Atalla in 1960, and then Kahng in 1961, proposed the concept of the MOS integrated circuit. They noted that the MOS transistor's ease of fabrication made it useful for integrated circuits. However, Bell Labs initially ignored MOS technology, as the company was not interested in integrated circuits at the time.
Extending their work on MOS technology, Atalla and Kahng next did pioneering work on hot carrier devices, which used what would later be called a Schottky barrier. The Schottky diode, also known as the Schottky-barrier diode, was theorized for years, but was first practically realized as a result of the work of Atalla and Kahng during 19601961. They published their results in 1962 and called their device the "hot electron" triode structure with semiconductor-metal emitter. The Schottky diode went on to assume a prominent role in mixer applications. They later conducted further research on high-frequency Schottky diodes.
In 1962, Atalla and Kahng proposed and demonstrated an early metal nanolayer-base transistor.

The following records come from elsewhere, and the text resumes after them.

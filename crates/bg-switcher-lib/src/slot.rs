// SPDX-License-Identifier: MPL-2.0

//! Caller-owned holder for at most one live switcher.
//!
//! Every operation is a silent no-op while the slot is empty, and failures are
//! logged rather than returned, so embedders can call into it unconditionally.

use bg_switcher_config::Options;

use crate::error::SwitcherError;
use crate::rotation::{RotationHost, RotationScheduler, RotationToken};
use crate::sink::PresentationSink;
use crate::stylesheet::{Stylesheet, references_switcher};
use crate::switcher::BackgroundSwitcher;

pub struct SwitcherSlot<P: PresentationSink, S: RotationScheduler> {
    instance: Option<BackgroundSwitcher<P, S>>,
}

impl<P: PresentationSink, S: RotationScheduler> Default for SwitcherSlot<P, S> {
    fn default() -> Self {
        Self { instance: None }
    }
}

impl<P: PresentationSink, S: RotationScheduler> std::fmt::Debug for SwitcherSlot<P, S> {
    fn fmt(&self, f: &mut std::fmt::Formatter<'_>) -> std::fmt::Result {
        f.debug_struct("SwitcherSlot")
            .field("instance", &self.instance)
            .finish()
    }
}

impl<P: PresentationSink, S: RotationScheduler> SwitcherSlot<P, S> {
    pub fn new() -> Self {
        Self::default()
    }

    /// Destroys the current instance, if any, then constructs a new one.
    pub fn init(
        &mut self,
        options: Options,
        sink: P,
        scheduler: S,
    ) -> Result<&mut BackgroundSwitcher<P, S>, SwitcherError> {
        if let Some(previous) = self.instance.take() {
            previous.destroy();
        }
        let switcher = BackgroundSwitcher::new(options, sink, scheduler)?;
        Ok(self.instance.insert(switcher))
    }

    /// Constructs a default instance if any of `sheets` was written for the
    /// switcher. Returns whether an instance was created.
    pub fn auto_init(
        &mut self,
        sheets: &[Stylesheet],
        sink: P,
        scheduler: S,
    ) -> Result<bool, SwitcherError> {
        if !references_switcher(sheets) {
            tracing::debug!("no stylesheet references the switcher, skipping auto init");
            return Ok(false);
        }
        self.init(Options::bootstrap(), sink, scheduler)?;
        tracing::info!("background switcher initialised automatically");
        Ok(true)
    }

    pub fn instance(&self) -> Option<&BackgroundSwitcher<P, S>> {
        self.instance.as_ref()
    }

    pub fn instance_mut(&mut self) -> Option<&mut BackgroundSwitcher<P, S>> {
        self.instance.as_mut()
    }

    pub fn destroy(&mut self) {
        if let Some(instance) = self.instance.take() {
            instance.destroy();
        }
    }

    fn with(
        &mut self,
        operation: &str,
        f: impl FnOnce(&mut BackgroundSwitcher<P, S>) -> Result<(), SwitcherError>,
    ) {
        let Some(instance) = self.instance.as_mut() else {
            tracing::trace!(operation, "no switcher instance");
            return;
        };
        match f(instance) {
            Ok(()) => {}
            // already reported where the index was checked
            Err(SwitcherError::Range { .. }) => {}
            Err(err) => tracing::error!(operation, %err, "switcher operation failed"),
        }
    }

    pub fn switch_background(&mut self, index: usize) {
        self.with("switch_background", |s| s.select(index));
    }

    pub fn random_background(&mut self) {
        self.with("random_background", BackgroundSwitcher::select_random);
    }

    pub fn next_background(&mut self) {
        self.with("next_background", BackgroundSwitcher::select_next);
    }

    pub fn prev_background(&mut self) {
        self.with("prev_background", BackgroundSwitcher::select_previous);
    }

    pub fn toggle_thumbs(&mut self, show: Option<bool>) {
        self.with("toggle_thumbs", |s| s.set_thumb_visibility(show));
    }

    pub fn start_auto_rotate(&mut self) {
        self.with("start_auto_rotate", BackgroundSwitcher::start_auto_rotate);
    }

    pub fn stop_auto_rotate(&mut self) {
        self.with("stop_auto_rotate", |s| {
            s.stop_auto_rotate();
            Ok(())
        });
    }

    pub fn set_auto_rotate_interval(&mut self, ms: u64) {
        self.with("set_auto_rotate_interval", |s| s.set_auto_rotate_interval(ms));
    }

    pub fn on_thumb_click(&mut self, position: usize) {
        self.with("on_thumb_click", |s| s.on_thumb_click(position));
    }

    pub fn attach(&mut self) {
        self.with("attach", BackgroundSwitcher::attach);
    }
}

impl<P: PresentationSink, S: RotationScheduler> RotationHost for SwitcherSlot<P, S> {
    fn on_rotation_tick(&mut self, token: RotationToken) {
        if let Some(instance) = self.instance.as_mut() {
            instance.on_rotation_tick(token);
        }
    }
}
// SPDX-License-Identifier: MPL-2.0

//! Just enough CSS reading to detect a stylesheet written for the switcher and
//! to resolve the custom properties its per-background rules declare.
//!
//! Tokenizing and error recovery come from `cssparser`; only style rules are
//! kept, with selectors and declaration values as written in the source.

use std::path::Path;

use cssparser::{
    AtRuleParser, CowRcStr, DeclarationParser, ParseError, Parser, ParserInput, ParserState,
    QualifiedRuleParser, RuleBodyItemParser, RuleBodyParser, StyleSheetParser, Token,
    parse_important,
};

use crate::markup::PLUGIN_CLASS;

/// A qualified rule: selector list plus its declarations.
#[derive(Debug, Clone, PartialEq, Eq)]
pub struct Rule {
    pub selector: String,
    pub declarations: Vec<(String, String)>,
}

impl Rule {
    /// Whether any selector in the list targets `class`, either alone
    /// (`.bg-3`) or compounded onto a root element (`body.bg-3`).
    pub fn targets_class(&self, class: &str) -> bool {
        let suffix = format!(".{class}");
        self.selectors().any(|selector| {
            selector
                .strip_suffix(suffix.as_str())
                .is_some_and(|head| head.is_empty() || is_root_selector(head))
        })
    }

    /// Whether the rule applies to the document root regardless of class.
    pub fn targets_root(&self) -> bool {
        self.selectors().any(is_root_selector)
    }

    pub fn declaration(&self, property: &str) -> Option<&str> {
        self.declarations
            .iter()
            .rev()
            .find(|(name, _)| name == property)
            .map(|(_, value)| value.as_str())
    }

    fn selectors(&self) -> impl Iterator<Item = &str> {
        self.selector.split(',').map(str::trim)
    }
}

fn is_root_selector(selector: &str) -> bool {
    matches!(selector, ":root" | "html" | "body")
}

#[derive(Debug, Clone, Default, PartialEq, Eq)]
pub struct Stylesheet {
    pub href: Option<String>,
    pub rules: Vec<Rule>,
}

impl Stylesheet {
    pub fn parse(source: &str) -> Self {
        let mut input = ParserInput::new(source);
        let mut parser = Parser::new(&mut input);
        let rules = collect_rules(&mut parser, &mut RuleCollector);
        Self { href: None, rules }
    }

    pub fn load(path: &Path) -> std::io::Result<Self> {
        let source = std::fs::read_to_string(path)?;
        Ok(Self::parse(&source).with_href(path.display().to_string()))
    }

    pub fn with_href(mut self, href: impl Into<String>) -> Self {
        self.href = Some(href.into());
        self
    }

    /// True if this sheet was written for the switcher: a rule mentions the
    /// wrapper class, or the sheet was linked under the component's name.
    pub fn references_switcher(&self) -> bool {
        let marker = format!(".{PLUGIN_CLASS}");
        self.rules.iter().any(|rule| rule.selector.contains(&marker))
            || self
                .href
                .as_deref()
                .is_some_and(|href| href.contains(PLUGIN_CLASS))
    }
}

pub fn references_switcher(sheets: &[Stylesheet]) -> bool {
    sheets.iter().any(Stylesheet::references_switcher)
}

/// Collects style rules, descending into conditional group rules.
struct RuleCollector;

impl<'i> QualifiedRuleParser<'i> for RuleCollector {
    type Prelude = String;
    type QualifiedRule = Vec<Rule>;
    type Error = ();

    fn parse_prelude<'t>(
        &mut self,
        input: &mut Parser<'i, 't>,
    ) -> Result<Self::Prelude, ParseError<'i, Self::Error>> {
        let start = input.position();
        while input.next().is_ok() {}
        Ok(input.slice_from(start).trim().to_string())
    }

    fn parse_block<'t>(
        &mut self,
        selector: Self::Prelude,
        _start: &ParserState,
        input: &mut Parser<'i, 't>,
    ) -> Result<Self::QualifiedRule, ParseError<'i, Self::Error>> {
        let mut parser = DeclarationCollector;
        let body: RuleBodyParser<'_, '_, '_, _, Declaration, ()> =
            RuleBodyParser::new(input, &mut parser);
        let declarations = body
            .filter_map(|declaration| match declaration {
                Ok(declaration) => Some(declaration),
                Err((_, text)) => {
                    tracing::trace!(text, "skipping invalid declaration");
                    None
                }
            })
            .collect();
        Ok(vec![Rule {
            selector,
            declarations,
        }])
    }
}

impl<'i> AtRuleParser<'i> for RuleCollector {
    type Prelude = ();
    type AtRule = Vec<Rule>;
    type Error = ();

    fn parse_prelude<'t>(
        &mut self,
        name: CowRcStr<'i>,
        input: &mut Parser<'i, 't>,
    ) -> Result<Self::Prelude, ParseError<'i, Self::Error>> {
        if GROUP_RULES.iter().any(|group| name.eq_ignore_ascii_case(group)) {
            while input.next().is_ok() {}
            Ok(())
        } else {
            Err(input.new_custom_error(()))
        }
    }

    fn parse_block<'t>(
        &mut self,
        _prelude: Self::Prelude,
        _start: &ParserState,
        input: &mut Parser<'i, 't>,
    ) -> Result<Self::AtRule, ParseError<'i, Self::Error>> {
        Ok(collect_rules(input, self))
    }
}

/// At-rules whose block is itself a list of style rules.
const GROUP_RULES: [&str; 4] = ["media", "supports", "layer", "container"];

type Declaration = (String, String);

/// Keeps each declaration's value as written, minus `!important`.
struct DeclarationCollector;

impl<'i> DeclarationParser<'i> for DeclarationCollector {
    type Declaration = Declaration;
    type Error = ();

    fn parse_value<'t>(
        &mut self,
        name: CowRcStr<'i>,
        input: &mut Parser<'i, 't>,
        _declaration_start: &ParserState,
    ) -> Result<Self::Declaration, ParseError<'i, Self::Error>> {
        input.skip_whitespace();
        let start = input.position();
        let mut end = start;
        while !input.is_exhausted() {
            if input.try_parse(parse_important).is_ok() {
                break;
            }
            let opens_block = matches!(
                input.next()?,
                Token::Function(_)
                    | Token::ParenthesisBlock
                    | Token::SquareBracketBlock
                    | Token::CurlyBracketBlock
            );
            if opens_block {
                input.parse_nested_block(|block| {
                    while block.next().is_ok() {}
                    Ok::<_, ParseError<'i, ()>>(())
                })?;
            }
            end = input.position();
        }

        let value = input.slice(start..end).trim();
        if value.is_empty() && !name.starts_with("--") {
            return Err(input.new_custom_error(()));
        }
        Ok((name.to_string(), value.to_string()))
    }
}

impl<'i> AtRuleParser<'i> for DeclarationCollector {
    type Prelude = ();
    type AtRule = Declaration;
    type Error = ();
}

impl<'i> QualifiedRuleParser<'i> for DeclarationCollector {
    type Prelude = ();
    type QualifiedRule = Declaration;
    type Error = ();
}

impl<'i> RuleBodyItemParser<'i, Declaration, ()> for DeclarationCollector {
    fn parse_declarations(&self) -> bool {
        true
    }

    fn parse_qualified(&self) -> bool {
        false
    }
}

fn collect_rules<'i>(input: &mut Parser<'i, '_>, collector: &mut RuleCollector) -> Vec<Rule> {
    let mut rules = Vec::new();
    for rule in StyleSheetParser::new(input, collector) {
        match rule {
            Ok(parsed) => rules.extend(parsed),
            Err((err, text)) => tracing::debug!(
                line = err.location.line + 1,
                column = err.location.column,
                text,
                "skipping css rule"
            ),
        }
    }
    rules
}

This device has a metallic layer with nanometric thickness sandwiched between two semiconducting layers, with the metal forming the base and the semiconductors forming the emitter and collector. With its low resistance and short transit times in the thin metallic nanolayer base, the device was capable of high operation frequency compared to bipolar transistors. Their pioneering work involved depositing metal layers on top of single crystal semiconductor substrates, with the emitter being a crystalline semiconductor piece with a top or a blunt corner pressed against the metallic layer. They deposited gold thin films with a thickness of 10 nm on n-type germanium, while the point contact was n-type silicon.
Along with his colleague Simon Sze, he invented the floating-gate MOSFET, which they first reported in 1967. They also invented the floating-gate memory cell, the foundation for many forms of semiconductor memory devices. He invented floating-gate non-volatile memory in 1967, and proposed that the floating gate of an MOS semiconductor device could be used for the cell of a reprogrammable ROM, which became the basis for EPROM, EEPROM and flash memory technologies. He also conducted research on ferro-electric semiconductors and luminous materials, and made important contributions to the field of electroluminescence.

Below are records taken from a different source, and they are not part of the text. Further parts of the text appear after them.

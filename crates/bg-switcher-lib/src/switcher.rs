// SPDX-License-Identifier: MPL-2.0

//! The background switcher component.

use bg_switcher_config::{BACKGROUND_COUNT, Config, DEFAULT_INDEX};
use rand::rngs::StdRng;
use rand::{Rng, SeedableRng};

use crate::error::SwitcherError;
use crate::markup::{background_class, plugin_markup};
use crate::rotation::{RotationHost, RotationScheduler, RotationToken};
use crate::sink::{Display, PresentationChange, PresentationSink};

const _: () = assert!(BACKGROUND_COUNT > 1, "random selection needs a choice");

/// Cycles the page background among [`BACKGROUND_COUNT`] choices.
///
/// All effects go through the sink `P`; the periodic rotation task lives in
/// the scheduler `S`. The component is torn down by [`BackgroundSwitcher::destroy`]
/// or when dropped.
pub struct BackgroundSwitcher<P: PresentationSink, S: RotationScheduler> {
    config: Config,
    sink: P,
    scheduler: S,
    rng: StdRng,
    current_index: usize,
    rotation: Option<RotationToken>,
    /// `Some` only if thumbnail markup was created; holds its visibility.
    thumbs_visible: Option<bool>,
    bound: bool,
    torn_down: bool,
}

impl<P: PresentationSink, S: RotationScheduler> std::fmt::Debug for BackgroundSwitcher<P, S> {
    fn fmt(&self, f: &mut std::fmt::Formatter<'_>) -> std::fmt::Result {
        f.debug_struct("BackgroundSwitcher")
            .field("config", &self.config)
            .field("current_index", &self.current_index)
            .field("rotation", &self.rotation)
            .field("thumbs_visible", &self.thumbs_visible)
            .field("bound", &self.bound)
            .finish_non_exhaustive()
    }
}
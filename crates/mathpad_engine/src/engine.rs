//! The evaluation engine: dispatch → pending-result staging → explicit
//! commit into the history cache, plus startup replay.

use mathpad_session::{HistoryCache, HistoryConfig, HistoryPersistence, HistoryRecord, VariableStore};
use tracing::debug;

use crate::delegate::MathDelegate;
use crate::dispatch::dispatch;

/// Which logical field of the session changed. Observers receive these
/// synchronously, immediately after the mutation.
#[derive(Debug, Clone, Copy, PartialEq, Eq)]
pub enum ChangeEvent {
    History,
    Variables,
}

type ObserverFn = Box<dyn FnMut(ChangeEvent)>;

/// Evaluation session over a math delegate.
///
/// Operations are synchronous and must not be invoked concurrently from
/// multiple logical threads against the same instance; the only internal
/// asynchrony is the fire-and-forget persistence writer.
pub struct Engine<D> {
    delegate: D,
    vars: VariableStore,
    history: HistoryCache,
    pending: Option<HistoryRecord>,
    persistence: Option<HistoryPersistence>,
    observers: Vec<ObserverFn>,
}

impl<D: MathDelegate> Engine<D> {
    /// Cold engine with the default history capacity and no persistence.
    pub fn new(delegate: D) -> Self {
        Self::with_config(delegate, HistoryConfig::default())
    }

    /// Cold engine with a custom history configuration.
    pub fn with_config(delegate: D, config: HistoryConfig) -> Self {
        Self {
            delegate,
            vars: VariableStore::new(),
            history: HistoryCache::with_config(config),
            pending: None,
            persistence: None,
            observers: Vec::new(),
        }
    }

    /// Engine seeded from persisted history.
    ///
    /// Loads the stored records into the cache, then replays each stored
    /// equation through the dispatcher in stored order, keeping only the
    /// VariableStore side effects: bindings are derived state, never
    /// persisted directly. The records produced by replay are discarded and
    /// nothing is staged as pending.
    pub fn with_persistence(
        delegate: D,
        config: HistoryConfig,
        persistence: HistoryPersistence,
    ) -> Self {
        let mut engine = Self::with_config(delegate, config);
        let records = persistence.load();
        engine.persistence = Some(persistence);

        for record in records.iter().rev() {
            engine.history.insert_front(record.clone());
        }
        for record in &records {
            debug!(equation = %record.equation, "replaying persisted equation");
            let _ = dispatch(&record.equation, &mut engine.vars, &engine.delegate);
        }
        engine
    }

    /// Subscribe to change events. Observers are called synchronously,
    /// in subscription order, after each mutation.
    pub fn subscribe(&mut self, observer: impl FnMut(ChangeEvent) + 'static) {
        self.observers.push(Box::new(observer));
    }

    /// Run one input line through the dispatcher and stage the result as
    /// pending. Does not mutate the history cache; mutates the variable
    /// store when the input is an assignment.
    pub fn evaluate(&mut self, input: &str) -> HistoryRecord {
        let outcome = dispatch(input, &mut self.vars, &self.delegate);
        if outcome.bound_variable.is_some() {
            self.notify(ChangeEvent::Variables);
        }
        self.pending = Some(outcome.record.clone());
        outcome.record
    }

    /// Promote-or-insert the pending record into the cache, persist the new
    /// snapshot, and clear the pending slot. No-op when nothing is pending.
    pub fn commit(&mut self) {
        if let Some(record) = self.pending.take() {
            self.commit_record(record);
        }
    }

    /// External promote request: same effect as `commit` would have for
    /// exactly this record. Re-inserts records that were evicted or cleared
    /// away, so it can reorder without re-evaluating.
    pub fn select(&mut self, record: HistoryRecord) {
        self.commit_record(record);
    }

    /// Clear the history cache, the variable store, and the pending slot,
    /// then persist the now-empty cache.
    pub fn clear_all(&mut self) {
        self.history.clear();
        self.vars.clear();
        self.pending = None;
        self.persist();
        self.notify(ChangeEvent::History);
        self.notify(ChangeEvent::Variables);
    }

    pub fn history(&self) -> &HistoryCache {
        &self.history
    }

    pub fn variables(&self) -> &VariableStore {
        &self.vars
    }

    pub fn pending(&self) -> Option<&HistoryRecord> {
        self.pending.as_ref()
    }

    fn commit_record(&mut self, record: HistoryRecord) {
        if !self.history.promote(&record) {
            self.history.insert_front(record);
        }
        self.notify(ChangeEvent::History);
        self.persist();
    }

    fn persist(&self) {
        if let Some(persistence) = &self.persistence {
            persistence.save(&self.history.snapshot());
        }
    }

    fn notify(&mut self, event: ChangeEvent) {
        for observer in &mut self.observers {
            observer(event);
        }
    }
}
//! Evaluation-session orchestration: command dispatch, pending-result
//! staging, and the commit protocol into the bounded history cache.
//!
//! The engine is stateless about math: every computation goes through a
//! caller-supplied [`MathDelegate`]. Callers construct an [`Engine`]
//! explicitly and hold the instance; there is no process-wide default.

pub mod delegate;
pub mod dispatch;
pub mod engine;
pub mod error;

pub use delegate::{DelegateError, MathDelegate};
pub use dispatch::{dispatch, CommandOutcome};
pub use engine::{ChangeEvent, Engine};
pub use error::CommandError;
mod config;
mod repl;

use mathpad_engine::Engine;
use mathpad_eval::Evaluator;
use mathpad_session::Icon;
use tracing_subscriber::EnvFilter;

fn main() {
    tracing_subscriber::fmt()
        .with_env_filter(EnvFilter::from_default_env())
        .with_writer(std::io::stderr)
        .init();

    let args: Vec<String> = std::env::args().skip(1).collect();
    match args.split_first() {
        // One-shot evaluation, no persistence: `mathpad eval "2+2"`
        Some((cmd, rest)) if cmd == "eval" => {
            if rest.is_empty() {
                eprintln!("Usage: mathpad eval <expression>");
                std::process::exit(2);
            }
            let expr = rest.join(" ");
            let mut engine = Engine::new(Evaluator::new());
            let record = engine.evaluate(&expr);
            if record.icon == Icon::Error {
                eprintln!("Error: {}", record.result);
                std::process::exit(1);
            }
            println!("{}", record.result);
        }
        Some((cmd, _)) => {
            eprintln!("Unknown command: {cmd}");
            eprintln!("Usage: mathpad [eval <expression>]");
            std::process::exit(2);
        }
        None => {
            let config = config::PadConfig::load();
            let mut repl = repl::Repl::new(&config);
            if let Err(e) = repl.run() {
                eprintln!("Error: {e:?}");
                std::process::exit(1);
            }
        }
    }
}
use thiserror::Error;

#[derive(Debug, Clone, Error)]
pub enum ParseError {
    #[error("Unexpected end of expression")]
    Empty,
    #[error("Parse error: {0}")]
    NomError(String),
    #[error("Unexpected part \"{0}\"")]
    UnconsumedInput(String),
}

/// Failure while evaluating, simplifying, deriving, or rationalizing.
/// The display text is what the engine shows in an error-tagged record.
#[derive(Debug, Clone, Error)]
pub enum EvalError {
    #[error(transparent)]
    Parse(#[from] ParseError),
    #[error("Undefined symbol {0}")]
    UndefinedSymbol(String),
    #[error("Unknown function {0}")]
    UnknownFunction(String),
    #[error("Wrong number of arguments to {0}")]
    WrongArity(String),
    #[error("Cannot evaluate {0}")]
    CannotEvaluate(String),
    #[error("Cannot derive {0}")]
    UnsupportedDerivative(String),
    #[error("Cannot rationalize {0}")]
    NotRational(String),
}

After retiring from Bell Laboratories, he became the founding president of the NEC Research Institute in New Jersey. He was a fellow of the IEEE and a fellow of the Bell Laboratories. He was also a recipient of the Stuart Ballantine Medal of the Franklin Institute and the Distinguished Alumnus Award of the Ohio State University College of Engineering. He died of complications following emergency surgery for a ruptured aortic aneurysm in 1992.

Awards and honors

Kahng and Mohamed Atalla were awarded the Stuart Ballantine Medal at the 1975 Franklin Institute Awards, for their invention of the MOSFET. In 2009, Kahng was inducted into the National Inventors Hall of Fame. In 2014, the 1959 invention of the MOSFET was included on the list of IEEE milestones in electronics.

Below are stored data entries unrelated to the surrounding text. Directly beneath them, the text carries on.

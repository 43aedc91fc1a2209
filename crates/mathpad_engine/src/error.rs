use thiserror::Error;

use crate::delegate::DelegateError;

/// Failure raised while executing a dispatched command.
///
/// Always caught at the dispatcher boundary and converted into an
/// error-tagged history record, so `evaluate` returns a value, never an error.
#[derive(Debug, Error)]
pub enum CommandError {
    /// A `derive` command missing its differentiation variable.
    #[error("Format: derive <respect-to> <equation>")]
    MissingDeriveVariable,
    /// Any failure surfaced by the math delegate.
    #[error(transparent)]
    Delegate(#[from] DelegateError),
}
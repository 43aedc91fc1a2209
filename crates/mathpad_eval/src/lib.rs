//! Bundled reference math delegate.
//!
//! A deliberately small stand-in for the symbolic-math library the engine
//! delegates to: decimal/f64 evaluation with variable substitution,
//! constant folding, a polynomial/elementary-function derivative, and
//! exact-fraction rationalization of numeric expressions. The engine crates
//! depend only on the [`MathDelegate`] trait; swapping this crate out for a
//! full CAS is a matter of implementing that trait.

pub mod ast;
pub mod error;
pub mod eval;
pub mod parser;

pub use ast::Expr;
pub use error::{EvalError, ParseError};

use mathpad_engine::{DelegateError, MathDelegate};
use mathpad_session::VariableStore;

/// The bundled [`MathDelegate`] implementation.
#[derive(Debug, Default, Clone, Copy)]
pub struct Evaluator;

impl Evaluator {
    pub fn new() -> Self {
        Self
    }
}

impl MathDelegate for Evaluator {
    fn evaluate(&self, expr: &str, bindings: &VariableStore) -> Result<String, DelegateError> {
        eval::evaluate(expr, bindings).map_err(into_delegate)
    }

    fn simplify(&self, expr: &str, bindings: &VariableStore) -> Result<String, DelegateError> {
        eval::simplify(expr, bindings).map_err(into_delegate)
    }

    fn derivative(&self, expr: &str, variable: &str) -> Result<String, DelegateError> {
        eval::derivative(expr, variable).map_err(into_delegate)
    }

    fn rationalize(&self, expr: &str, bindings: &VariableStore) -> Result<String, DelegateError> {
        eval::rationalize(expr, bindings).map_err(into_delegate)
    }
}

fn into_delegate(e: EvalError) -> DelegateError {
    DelegateError::new(e.to_string())
}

Despite the MOSFET enabling Nobel Prize winning breakthroughs such as the quantum Hall effect and the charge-coupled device, there was never any Nobel Prize given for the MOSFET itself. In 2018, the Royal Swedish Academy of Sciences which awards the science Nobel Prizes acknowledged that the invention of the MOSFET by Atalla and Kahng was one of the most important inventions in microelectronics and in information and communications technology.